To do
Exactly as they stand, set down all of the records again.

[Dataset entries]
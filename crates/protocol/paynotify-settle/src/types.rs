//! Ledger value types.

use ethers::types::{Address, U256};
use ethers::utils::parse_ether;
use serde::{Deserialize, Serialize};

use crate::error::{SettleError, SettleResult};

/// Decimal places in an ether amount.
const ETHER_DECIMALS: usize = 18;

/// Opaque proof that a payment was made (the transaction hash).
///
/// Produced by a [`Ledger`](crate::Ledger) once the transfer is confirmed and
/// presented to the gateway on the retried request.
#[derive(Debug, Clone, PartialEq, Eq, Hash, Serialize, Deserialize)]
#[serde(transparent)]
pub struct PaymentProof(String);

impl PaymentProof {
    /// Wrap a transaction reference.
    pub fn new(tx_ref: impl Into<String>) -> Self {
        Self(tx_ref.into())
    }

    /// Get the proof as a string slice.
    pub fn as_str(&self) -> &str {
        &self.0
    }
}

impl std::fmt::Display for PaymentProof {
    fn fmt(&self, f: &mut std::fmt::Formatter<'_>) -> std::fmt::Result {
        f.write_str(&self.0)
    }
}

impl From<String> for PaymentProof {
    fn from(s: String) -> Self {
        Self(s)
    }
}

/// Parse a decimal ether string (e.g. `"0.0001"`) into wei.
///
/// `ethers` truncates digits past the 18th and wraps negative values, so
/// both are refused before conversion.
pub fn parse_amount(amount: &str) -> SettleResult<U256> {
    let amount = amount.trim();
    if !amount.bytes().any(|b| b.is_ascii_digit()) || amount.starts_with(['-', '+']) {
        return Err(SettleError::invalid_amount(format!("{:?}", amount)));
    }
    if let Some((_, frac)) = amount.split_once('.') {
        if frac.len() > ETHER_DECIMALS {
            return Err(SettleError::invalid_amount(format!(
                "{} has more than {} decimal places",
                amount, ETHER_DECIMALS
            )));
        }
    }
    parse_ether(amount).map_err(|e| SettleError::invalid_amount(format!("{:?}: {}", amount, e)))
}

/// Parse a `0x`-prefixed 20-byte hex address.
pub fn parse_address(addr: &str) -> SettleResult<Address> {
    if !addr.starts_with("0x") && !addr.starts_with("0X") {
        return Err(SettleError::invalid_address(addr));
    }
    addr[2..]
        .parse::<Address>()
        .map_err(|_| SettleError::invalid_address(addr))
}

Solved exercise
filename crates/protocol/paynotify-settle/src/types.rs
//! Ledger value types.

use ethers::types::{Address, U256};
use ethers::utils::parse_ether;
use serde::{Deserialize, Serialize};

use crate::error::{SettleError, SettleResult};

/// Decimal places in an ether amount.
const ETHER_DECIMALS: usize = 18;

/// Opaque proof that a payment was made (the transaction hash).
///
/// Produced by a [`Ledger`](crate::Ledger) once the transfer is confirmed and
/// presented to the gateway on the retried request.
#[derive(Debug, Clone, PartialEq, Eq, Hash, Serialize, Deserialize)]
#[serde(transparent)]
pub struct PaymentProof(String);

impl PaymentProof {
    /// Wrap a transaction reference.
    pub fn new(tx_ref: impl Into<String>) -> Self {
        Self(tx_ref.into())
    }

    /// Get the proof as a string slice.
    pub fn as_str(&self) -> &str {
        &self.0
    }
}

impl std::fmt::Display for PaymentProof {
    fn fmt(&self, f: &mut std::fmt::Formatter<'_>) -> std::fmt::Result {
        f.write_str(&self.0)
    }
}

impl From<String> for PaymentProof {
    fn from(s: String) -> Self {
        Self(s)
    }
}

/// Parse a decimal ether string (e.g. `"0.0001"`) into wei.
///
/// `ethers` truncates digits past the 18th and wraps negative values, so
/// both are refused before conversion.
pub fn parse_amount(amount: &str) -> SettleResult<U256> {
    let amount = amount.trim();
    if !amount.bytes().any(|b| b.is_ascii_digit()) || amount.starts_with(['-', '+']) {
        return Err(SettleError::invalid_amount(format!("{:?}", amount)));
    }
    if let Some((_, frac)) = amount.split_once('.') {
        if frac.len() > ETHER_DECIMALS {
            return Err(SettleError::invalid_amount(format!(
                "{} has more than {} decimal places",
                amount, ETHER_DECIMALS
            )));
        }
    }
    parse_ether(amount).map_err(|e| SettleError::invalid_amount(format!("{:?}: {}", amount, e)))
}

/// Parse a `0x`-prefixed 20-byte hex address.
pub fn parse_address(addr: &str) -> SettleResult<Address> {
    if !addr.starts_with("0x") && !addr.starts_with("0X") {
        return Err(SettleError::invalid_address(addr));
    }
    addr[2..]
        .parse::<Address>()
        .map_err(|_| SettleError::invalid_address(addr))
}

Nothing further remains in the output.